Old book with leaning tower in display case
By Keith Fletcher (There from the beginning) and Adrian Harrington

The idea that the ABA could organise book fairs to give provincial antiquarian booksellers (of which there was still at least one in most of Britain’s market towns in the 1950s) a temporary shop window in London came from a small group of booksellers who, in the summer of 1957, rented one of Sotheby’s galleries in Bond Street during the auctioneer’s closed season and offered their books for sale on some simple shelving.

The ABA committee had long been aware of an imbalance in the benefits of membership between London and Country and saw this idea as a good way of providing extra service to country members. In 1958 the first ABA Book Fair was announced; to be held at the National Book League in Albemarle St. from 6th to 21st June “Mondays to Fridays 11-6.30, Thursdays 11-8, Saturdays 11-5”. In the event only nine country members took up the offer of stands at 15 guineas each and various London dealers were dragooned into filling the remaining nineteen places.

The second aim of the book fair was, and still is, to promote the idea of book collecting and especially to demonstrate that it can also be done on a modest budget. To this end there was at this fair, and for many years afterwards, a cooperative stand for “Books under £5” to which exhibitors were asked to contribute a few books each. To further underline the collecting theme the fair was even renamed. From 1966 to 1970 it was known as “The Book Collector’s Fair”.

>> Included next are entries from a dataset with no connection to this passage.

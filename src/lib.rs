//! flagforge: staged, oracle-driven runs against web challenges.
//!
//! A run walks Crawl → Summarize → ThreatModel → Fuzz under a
//! [`engine::WorkflowEngine`]; clients submit and poll runs through the
//! [`registry::RunRegistry`], directly or over the HTTP API in [`api`].

pub mod api;
pub mod config;
pub mod engine;
pub mod errors;
pub mod flags;
pub mod logging;
pub mod oracle;
pub mod projector;
pub mod registry;
pub mod retry;
pub mod run;
pub mod server;
pub mod tools;
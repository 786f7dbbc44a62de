use flagforge_common::{FormDescriptor, FuzzTask, RunId, RunInput, Stage, Vulnerability};
use serde_json::Value;
use tracing::{info, warn};

use super::EngineSettings;
use crate::errors::{StageError, ToolErrorKind};
use crate::flags::FlagMatcher;
use crate::oracle::{Decision, OracleRequest, RateLimitedClient};
use crate::run::{RunState, RunWriter};
use crate::tools::{ToolDescriptor, ToolInvoker, ToolOutcome};

/// Tool call bookkeeping for one stage.
#[derive(Debug, Clone, Default, PartialEq, Eq)]
pub struct ToolStats {
    pub calls: u32,
    pub succeeded: u32,
    /// Timeouts and execution errors; not-found is excluded
    pub hard_failures: u32,
    pub last_error: Option<String>,
}

/// What a stage runner may touch: its stage's slice of the run state,
/// the tool invoker and the oracle client.
pub struct StageContext<'a> {
    stage: Stage,
    band: (u8, u8),
    writer: &'a RunWriter,
    tools: &'a ToolInvoker,
    oracle: &'a RateLimitedClient,
    settings: &'a EngineSettings,
    flags: &'a FlagMatcher,
    tool_stats: ToolStats,
}

impl<'a> StageContext<'a> {
    pub fn new(
        stage: Stage,
        band: (u8, u8),
        writer: &'a RunWriter,
        tools: &'a ToolInvoker,
        oracle: &'a RateLimitedClient,
        settings: &'a EngineSettings,
        flags: &'a FlagMatcher,
    ) -> Self {
        Self {
            stage,
            band,
            writer,
            tools,
            oracle,
            settings,
            flags,
            tool_stats: ToolStats::default(),
        }
    }

    pub fn stage(&self) -> Stage {
        self.stage
    }

    pub fn settings(&self) -> &EngineSettings {
        self.settings
    }

    pub fn tool_descriptors(&self) -> Vec<ToolDescriptor> {
        self.tools.descriptors()
    }

    pub fn tool_stats(&self) -> &ToolStats {
        &self.tool_stats
    }

    // ── Reads ───────────────────────────────────────────────────────────

    pub fn read<T>(&self, f: impl FnOnce(&RunState) -> T) -> Result<T, StageError> {
        Ok(self.writer.read(f)?)
    }

    pub fn run_id(&self) -> Result<RunId, StageError> {
        self.read(|s| s.id())
    }

    pub fn input(&self) -> Result<RunInput, StageError> {
        self.read(|s| s.input().clone())
    }

    pub fn has_flag(&self) -> Result<bool, StageError> {
        self.read(|s| !s.flags().is_empty())
    }

    pub fn next_pending_fuzz(&self) -> Result<Option<(usize, FuzzTask)>, StageError> {
        self.read(|s| s.next_pending_fuzz().map(|(i, t)| (i, t.clone())))
    }

    // ── Writes ──────────────────────────────────────────────────────────

    pub fn log(&self, message: impl Into<String>) -> Result<(), StageError> {
        let message = message.into();
        info!(stage = %self.stage, "{}", message);
        self.writer.update(|s| {
            s.append_log(self.stage, message);
            Ok(())
        })?;
        Ok(())
    }

    pub fn add_finding(&self, text: impl Into<String>) -> Result<(), StageError> {
        Ok(self.writer.update(|s| s.add_finding(self.stage, text))?)
    }

    pub fn add_page(&self, url: &str) -> Result<bool, StageError> {
        Ok(self.writer.update(|s| s.add_page(url))?)
    }

    pub fn add_form(&self, form: FormDescriptor) -> Result<(), StageError> {
        Ok(self.writer.update(|s| s.add_form(form))?)
    }

    pub fn add_vulnerability(&self, vulnerability: Vulnerability) -> Result<(), StageError> {
        Ok(self.writer.update(|s| s.add_vulnerability(vulnerability))?)
    }

    pub fn enqueue_fuzz(&self, task: FuzzTask) -> Result<(), StageError> {
        Ok(self.writer.update(|s| s.enqueue_fuzz(task))?)
    }

    pub fn mark_fuzz_attempted(&self, index: usize) -> Result<bool, StageError> {
        Ok(self.writer.update(|s| s.mark_fuzz_attempted(index))?)
    }

    /// Sub-progress inside this stage's band; `fraction` is clamped to 0..=1.
    pub fn report_progress(&self, fraction: f64) -> Result<(), StageError> {
        let (start, end) = self.band;
        let fraction = fraction.clamp(0.0, 1.0);
        let value = start as f64 + (end.saturating_sub(start)) as f64 * fraction;
        self.writer.update(|s| s.advance_progress(value.floor() as u8))?;
        Ok(())
    }

    /// Record every flag in `text`. Each flag is committed together with its
    /// log line. Returns how many were recorded.
    pub fn scan_for_flags(&self, text: &str) -> Result<usize, StageError> {
        let found = self.flags.find_all(text);
        if found.is_empty() {
            return Ok(0);
        }
        let stage = self.stage;
        self.writer.update(|s| s.record_flags(&found, stage))?;
        info!(stage = %stage, count = found.len(), "flag captured");
        Ok(found.len())
    }

    // ── External calls ──────────────────────────────────────────────────

    /// Invoke a tool. Failures are recorded as findings, successful outputs
    /// are scanned for flags.
    pub async fn invoke_tool(&mut self, name: &str, args: &Value) -> Result<ToolOutcome, StageError> {
        self.call_tool(name, args, true).await
    }

    /// Like [`StageContext::invoke_tool`], but execution errors are only
    /// logged. Used for speculative requests such as path probes.
    pub async fn probe_tool(&mut self, name: &str, args: &Value) -> Result<ToolOutcome, StageError> {
        self.call_tool(name, args, false).await
    }

    async fn call_tool(&mut self, name: &str, args: &Value, record_errors: bool) -> Result<ToolOutcome, StageError> {
        let outcome = self.tools.invoke(name, args, self.settings.tool_timeout).await;
        self.tool_stats.calls += 1;

        match outcome.error {
            None => {
                self.tool_stats.succeeded += 1;
                self.scan_for_flags(&outcome.output)?;
            }
            Some(kind) => {
                if kind != ToolErrorKind::NotFound {
                    self.tool_stats.hard_failures += 1;
                }
                self.tool_stats.last_error = Some(outcome.describe());
                warn!(stage = %self.stage, tool = name, error = %kind, "tool call failed");
                if record_errors || kind != ToolErrorKind::ExecutionError {
                    self.add_finding(format!("Tool error: {}", outcome.describe()))?;
                }
                self.log(format!("Tool {} failed ({})", name, kind))?;
            }
        }
        Ok(outcome)
    }

    /// Stage-local failure when every tool call of the stage failed and at
    /// least one failure was a timeout or execution error. Missing tools
    /// alone only degrade the run.
    pub fn ensure_tools_usable(&self) -> Result<(), StageError> {
        let stats = &self.tool_stats;
        if stats.calls > 0 && stats.succeeded == 0 && stats.hard_failures > 0 {
            return Err(StageError::ToolsUnavailable {
                stage: self.stage,
                calls: stats.calls,
                last_error: stats.last_error.clone().unwrap_or_default(),
            });
        }
        Ok(())
    }

    /// Ask the oracle; quota exhaustion and persistent malformed responses
    /// surface as stage errors.
    pub async fn ask(&self, request: &OracleRequest) -> Result<Decision, StageError> {
        Ok(self.oracle.ask(request).await?)
    }
}
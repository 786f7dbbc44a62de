use std::sync::Arc;
use std::time::Duration;

use anyhow::{Context, Result};
use axum::Router;
use tower_http::cors::CorsLayer;
use tracing::info;

use crate::api::{self, AppState};
use crate::registry::RunRegistry;

/// Configuration for the API server.
pub struct ServerConfig {
    pub host: String,
    pub port: u16,
    /// Allow cross-origin requests from any dashboard
    pub permissive_cors: bool,
    /// How long live runs get to reach a stage boundary on shutdown
    pub shutdown_grace: Duration,
}

impl Default for ServerConfig {
    fn default() -> Self {
        Self {
            host: "127.0.0.1".to_string(),
            port: 8000,
            permissive_cors: false,
            shutdown_grace: Duration::from_secs(30),
        }
    }
}

pub fn build_router(state: Arc<AppState>, permissive_cors: bool) -> Router {
    let app = api::api_router().with_state(state);
    if permissive_cors {
        app.layer(CorsLayer::permissive())
    } else {
        app
    }
}

/// Serve the API until Ctrl+C, then stop every live run.
pub async fn start_server(config: ServerConfig, registry: RunRegistry) -> Result<()> {
    let state = Arc::new(AppState { registry });
    let app = build_router(Arc::clone(&state), config.permissive_cors);

    let addr = format!("{}:{}", config.host, config.port);
    let listener = tokio::net::TcpListener::bind(&addr)
        .await
        .with_context(|| format!("Failed to bind to {}", addr))?;

    let local_addr = listener.local_addr()?;
    info!(%local_addr, "server listening");
    println!("flagforge API running at http://{}", local_addr);

    axum::serve(listener, app)
        .with_graceful_shutdown(shutdown_signal())
        .await
        .context("Server error")?;

    state.registry.shutdown(config.shutdown_grace).await;
    println!("Server shut down gracefully.");
    Ok(())
}

async fn shutdown_signal() {
    if let Err(e) = tokio::signal::ctrl_c().await {
        tracing::error!(error = %e, "failed to listen for Ctrl+C");
        std::future::pending::<()>().await;
    }
    println!("\nShutting down...");
}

That the original exhibitors found a fair lasting 16 days and encompassing 3 weekends tedious in the extreme is amply demonstrated by the fact that as the fair shortened so the number of exhibitors slowly rose until by 1970 the fair was down to 4 days and the exhibitors up to 45. In 1971 the ABA were hosts to the Annual Congress of the International League of Antiquarian Booksellers (ILAB) together with the book fair which now accompanied it. The resulting 85 exhibitors necessitated a much larger venue so a move was made to the Europa Hotel in Grosvenor Square. At the same time the fair was shortened to 3 days. Despite this success there was much discussion on whether to continue at the Europa for our domestic fair in 1972. Some brave souls on the book fair committee opted to stay at the new location and were amply justified when 1972’s exhibitors totalled 89. That 1971 ILAB fair proved to be a watershed as from then on exhibitor numbers continued to climb towards the 150 we have today, occasionally backing up into waiting lists that prompted moves to the Park Lane Hotel in 1984, Grosvenor House in 1994 when Princess Margaret opened the fair, and Olympia in 1998.

As the fairs grew in stature it became obvious that the organizing committee had a duty to exhibitors to gain as much publicity for the fair as possible. It was also abundantly clear that we had little expertise in this area. Just how little was demonstrated in the early ‘60s when our first publicity consultants obtained an astonishing amount of publicity through some original drawings by Donald McGill for his saucy seaside postcards when on the stand right next door was a spectacular copy of Higden’s Polychronicon printed by William Caxton in 1482 that had many a bibliophile salivating. This was a salutary lesson and subsequent committees have always employed professional consultants and sought to provide them with as much raw material as possible.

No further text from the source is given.